The basic requirements for a claim against a professional are:
- a duty owed;
- a breach of that duty;
- loss caused by that breach.
Proving that the professional’s act or omission caused the loss suffered is a frequent stumbling block.
A professional adviser may incur liability for breach of contract and/or beach of a duty of care owed in the tort of negligence. Less commonly, liability can arise from breach of fiduciary duty or breach of statutory duty.
The first question to consider is what was the professional engaged to do? The starting point will be the contract – what has been agreed. The agreement need not be in writing. In some cases only part of it may have been written down. But the contract is likely to contain relevant terms (express or implied) and it is important to establish what these are. The precise ambit of the contractual obligations will depend on a number of factors including the experience of the client.

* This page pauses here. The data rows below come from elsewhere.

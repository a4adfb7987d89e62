//! Host timers
//!
//! The widget never sleeps; it asks the host for a single-shot deferred
//! callback and may cancel it before it fires. Two hosts are provided:
//! - [`ManualScheduler`]: virtual clock advanced explicitly
//! - [`TokioScheduler`]: one `tokio::time::sleep` task per timer

use parking_lot::Mutex;
use std::collections::{BTreeMap, HashMap};
use std::sync::Arc;
use std::time::Duration;

pub type TimerTask = Box<dyn FnOnce() + Send>;

#[derive(Debug, Clone, Copy, PartialEq, Eq, Hash, PartialOrd, Ord)]
pub struct TimerId(u64);

impl std::fmt::Display for TimerId {
    fn fmt(&self, f: &mut std::fmt::Formatter<'_>) -> std::fmt::Result {
        write!(f, "timer#{}", self.0)
    }
}

pub trait Scheduler: Send + Sync {
    /// Run `task` once after `delay`
    fn schedule(&self, delay: Duration, task: TimerTask) -> TimerId;

    /// Cancel a pending timer. Returns false if it already fired or was
    /// cancelled.
    fn cancel(&self, id: TimerId) -> bool;

    /// Number of timers that have not fired yet
    fn pending(&self) -> usize;
}

#[derive(Default)]
struct ManualState {
    now: Duration,
    next_id: u64,
    /// Ordered by (due time, id) so equal deadlines fire in schedule order
    queue: BTreeMap<(Duration, u64), TimerTask>,
    due: HashMap<u64, Duration>,
}

/// Virtual clock. Nothing fires until [`ManualScheduler::advance`] is called.
#[derive(Default)]
pub struct ManualScheduler {
    state: Mutex<ManualState>,
}

impl ManualScheduler {
    pub fn new() -> Self {
        Self::default()
    }

    /// Time elapsed on the virtual clock
    pub fn now(&self) -> Duration {
        self.state.lock().now
    }

    /// Move the clock forward, firing every timer that falls due on the way.
    ///
    /// Tasks run without the scheduler lock held, so they may schedule or
    /// cancel timers; newly scheduled timers that fall inside the window
    /// fire during the same call. Returns the number of tasks run.
    pub fn advance(&self, delta: Duration) -> usize {
        let target = self.state.lock().now.saturating_add(delta);
        let mut fired = 0;

        loop {
            let task = {
                let mut state = self.state.lock();
                let next = state.queue.keys().next().copied();
                match next {
                    Some((due, id)) if due <= target => {
                        state.now = due;
                        state.due.remove(&id);
                        state.queue.remove(&(due, id))
                    }
                    _ => None,
                }
            };

            match task {
                Some(task) => {
                    task();
                    fired += 1;
                }
                None => break,
            }
        }

        let mut state = self.state.lock();
        if state.now < target {
            state.now = target;
        }

        tracing::trace!(fired, now_ms = state.now.as_millis() as u64, "Advanced manual clock");
        fired
    }
}

impl Scheduler for ManualScheduler {
    fn schedule(&self, delay: Duration, task: TimerTask) -> TimerId {
        let mut state = self.state.lock();
        state.next_id += 1;
        let id = state.next_id;
        let due = state.now.saturating_add(delay);
        state.queue.insert((due, id), task);
        state.due.insert(id, due);
        TimerId(id)
    }

    fn cancel(&self, id: TimerId) -> bool {
        let mut state = self.state.lock();
        match state.due.remove(&id.0) {
            Some(due) => state.queue.remove(&(due, id.0)).is_some(),
            None => false,
        }
    }

    fn pending(&self) -> usize {
        self.state.lock().queue.len()
    }
}

#[derive(Default)]
struct TokioTimers {
    next_id: u64,
    tasks: HashMap<u64, tokio::task::AbortHandle>,
}

/// Real-time timers on a tokio runtime
pub struct TokioScheduler {
    handle: tokio::runtime::Handle,
    timers: Arc<Mutex<TokioTimers>>,
}

impl TokioScheduler {
    pub fn new(handle: tokio::runtime::Handle) -> Self {
        Self {
            handle,
            timers: Arc::new(Mutex::new(TokioTimers::default())),
        }
    }

    /// Scheduler bound to the runtime of the calling context, if any
    pub fn try_current() -> Option<Self> {
        tokio::runtime::Handle::try_current().ok().map(Self::new)
    }
}

impl Scheduler for TokioScheduler {
    fn schedule(&self, delay: Duration, task: TimerTask) -> TimerId {
        // Held across spawn so the task cannot finish before it is tracked
        let mut timers = self.timers.lock();
        timers.next_id += 1;
        let id = timers.next_id;

        let registry = Arc::clone(&self.timers);
        let join = self.handle.spawn(async move {
            tokio::time::sleep(delay).await;
            if registry.lock().tasks.remove(&id).is_some() {
                task();
            }
        });
        timers.tasks.insert(id, join.abort_handle());

        TimerId(id)
    }

    fn cancel(&self, id: TimerId) -> bool {
        match self.timers.lock().tasks.remove(&id.0) {
            Some(handle) => {
                handle.abort();
                true
            }
            None => false,
        }
    }

    fn pending(&self) -> usize {
        self.timers.lock().tasks.len()
    }
}

impl Clone for TokioScheduler {
    fn clone(&self) -> Self {
        Self {
            handle: self.handle.clone(),
            timers: Arc::clone(&self.timers),
        }
    }
}

#[cfg(test)]
mod tests {
    use super::*;
    use std::sync::atomic::{AtomicUsize, Ordering};

    fn counter_task(counter: &Arc<AtomicUsize>) -> TimerTask {
        let counter = Arc::clone(counter);
        Box::new(move || {
            counter.fetch_add(1, Ordering::SeqCst);
        })
    }

    #[test]
    fn test_manual_fires_when_due() {
        let clock = ManualScheduler::new();
        let fired = Arc::new(AtomicUsize::new(0));

        clock.schedule(Duration::from_millis(100), counter_task(&fired));
        assert_eq!(clock.pending(), 1);

        assert_eq!(clock.advance(Duration::from_millis(99)), 0);
        assert_eq!(fired.load(Ordering::SeqCst), 0);

        assert_eq!(clock.advance(Duration::from_millis(1)), 1);
        assert_eq!(fired.load(Ordering::SeqCst), 1);
        assert_eq!(clock.pending(), 0);
        assert_eq!(clock.now(), Duration::from_millis(100));
    }

    #[test]
    fn test_manual_saturates_far_deadlines() {
        let clock = ManualScheduler::new();
        let fired = Arc::new(AtomicUsize::new(0));

        clock.advance(Duration::from_millis(1));
        clock.schedule(Duration::MAX, counter_task(&fired));
        assert_eq!(clock.advance(Duration::from_secs(3600)), 0);
        assert_eq!(clock.pending(), 1);

        assert_eq!(clock.advance(Duration::MAX), 1);
        assert_eq!(clock.now(), Duration::MAX);
        assert_eq!(fired.load(Ordering::SeqCst), 1);
    }

    #[test]
    fn test_manual_cancel() {
        let clock = ManualScheduler::new();
        let fired = Arc::new(AtomicUsize::new(0));

        let id = clock.schedule(Duration::from_millis(50), counter_task(&fired));
        assert!(clock.cancel(id));
        assert!(!clock.cancel(id));

        clock.advance(Duration::from_secs(1));
        assert_eq!(fired.load(Ordering::SeqCst), 0);
    }

    #[test]
    fn test_manual_task_can_reschedule() {
        let clock = Arc::new(ManualScheduler::new());
        let fired = Arc::new(AtomicUsize::new(0));

        let inner_clock = Arc::clone(&clock);
        let inner_task = counter_task(&fired);
        clock.schedule(
            Duration::from_millis(10),
            Box::new(move || {
                inner_clock.schedule(Duration::from_millis(10), inner_task);
            }),
        );

        assert_eq!(clock.advance(Duration::from_millis(25)), 2);
        assert_eq!(fired.load(Ordering::SeqCst), 1);
    }

    #[tokio::test(start_paused = true)]
    async fn test_tokio_scheduler_fires() {
        let scheduler = TokioScheduler::try_current().unwrap();
        let fired = Arc::new(AtomicUsize::new(0));

        scheduler.schedule(Duration::from_millis(100), counter_task(&fired));
        assert_eq!(scheduler.pending(), 1);

        tokio::time::sleep(Duration::from_millis(150)).await;
        assert_eq!(fired.load(Ordering::SeqCst), 1);
        assert_eq!(scheduler.pending(), 0);
    }

    #[tokio::test(start_paused = true)]
    async fn test_tokio_scheduler_cancel() {
        let scheduler = TokioScheduler::try_current().unwrap();
        let fired = Arc::new(AtomicUsize::new(0));

        let id = scheduler.schedule(Duration::from_millis(100), counter_task(&fired));
        assert!(scheduler.cancel(id));

        tokio::time::sleep(Duration::from_millis(200)).await;
        assert_eq!(fired.load(Ordering::SeqCst), 0);
    }
}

One then looks at whether the professional has carried out their engagement properly or at all. Under section 13 of the Supply of Goods and Services Act (1982), in a contract for services, a professional acting in the course of business will be obliged to carry out the service “with reasonable care and skill”. The client is entitled to rely on the professional to exercise the highest degree of care and skill which a competent professional would exercise in work of that kind. This duty may be limited by contract, subject to the Unfair Contract Terms Act (1977) and any applicable professional rules. Level of experience is not relevant to the standard of care which is imposed although a special skill can raise the standard of care to be expected.

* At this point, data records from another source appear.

//! Document error types

use thiserror::Error;

use crate::node::NodeId;

#[derive(Error, Debug)]
pub enum DomError {
    #[error("Node not found: {0}")]
    NodeNotFound(NodeId),

    #[error("Node is not an element: {0}")]
    NotAnElement(NodeId),

    #[error("Invalid hierarchy: {0}")]
    Hierarchy(String),

    #[error("Invalid selector '{selector}': {reason}")]
    InvalidSelector { selector: String, reason: String },
}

A concurrent duty in the tort of negligence may (but will not always) exist.
Establishing whether there is a cause of action in contract or tort can be important in that different limitation periods may apply to any claim. The limitation period (after which claims may not be brought) is often longer in tort than in contract. (As the effects of professional errors do not always reveal themselves immediately, checking the applicable limitation should be done as soon as possible.)
There are also differences in the measure of damages which can be recovered. In contract, damages seek to put the injured party in the position he would have been in if the contract had been properly performed. So for example the innocent party can seek to recover expected profits. In tort, however, the injured party is to be put in the position he was in before the tort was committed, which will not include expected profits.
The defence of contributory negligence is more widely available in tort claims than in contract claims.
Assessing the quantum of a claim can also pose interesting questions. Many claims against professional involve a claim for a loss of a chance.
That the professional’s error caused the loss must be established in fact and in law. In law, this is often called “remoteness of loss”. In contract a claimant can recover losses arising naturally from the breach or loss which was in the contemplation of the parties at the time the contract was made. In tort, the type of damage suffered must have been reasonably foreseeable at the time of the breach of duty.
A claimant cannot recover damages for any loss which could have been avoided by taking reasonable steps in mitigation. And in some cases the level of damages recoverable will effectively be capped by a restricted definition of the scope of a professional’s duty and the loss which can fall within it.
So if your analysis of duty, breach, causation and loss indicates that you may have real cause for concern, how should you proceed? In general, if a professional has fallen below the standard of work expected, he or she will welcome the opportunity of explaining or making amends for any failings. You may wish to secure financial redress. The professional will normally be keen to continue to work for you and you may find you can use the opportunity to refresh and restate your relationship. Having conducted an objective assessment of your position, and having invited your professional to address the issues, you will be able to take an informed decision as to whether this is appropriate or whether it really is time to move on.
This is a complicated area of law and reliance should not be placed on this article to make decisions about particular issues. The article by its nature is brief and is not a comprehensive statement of the law.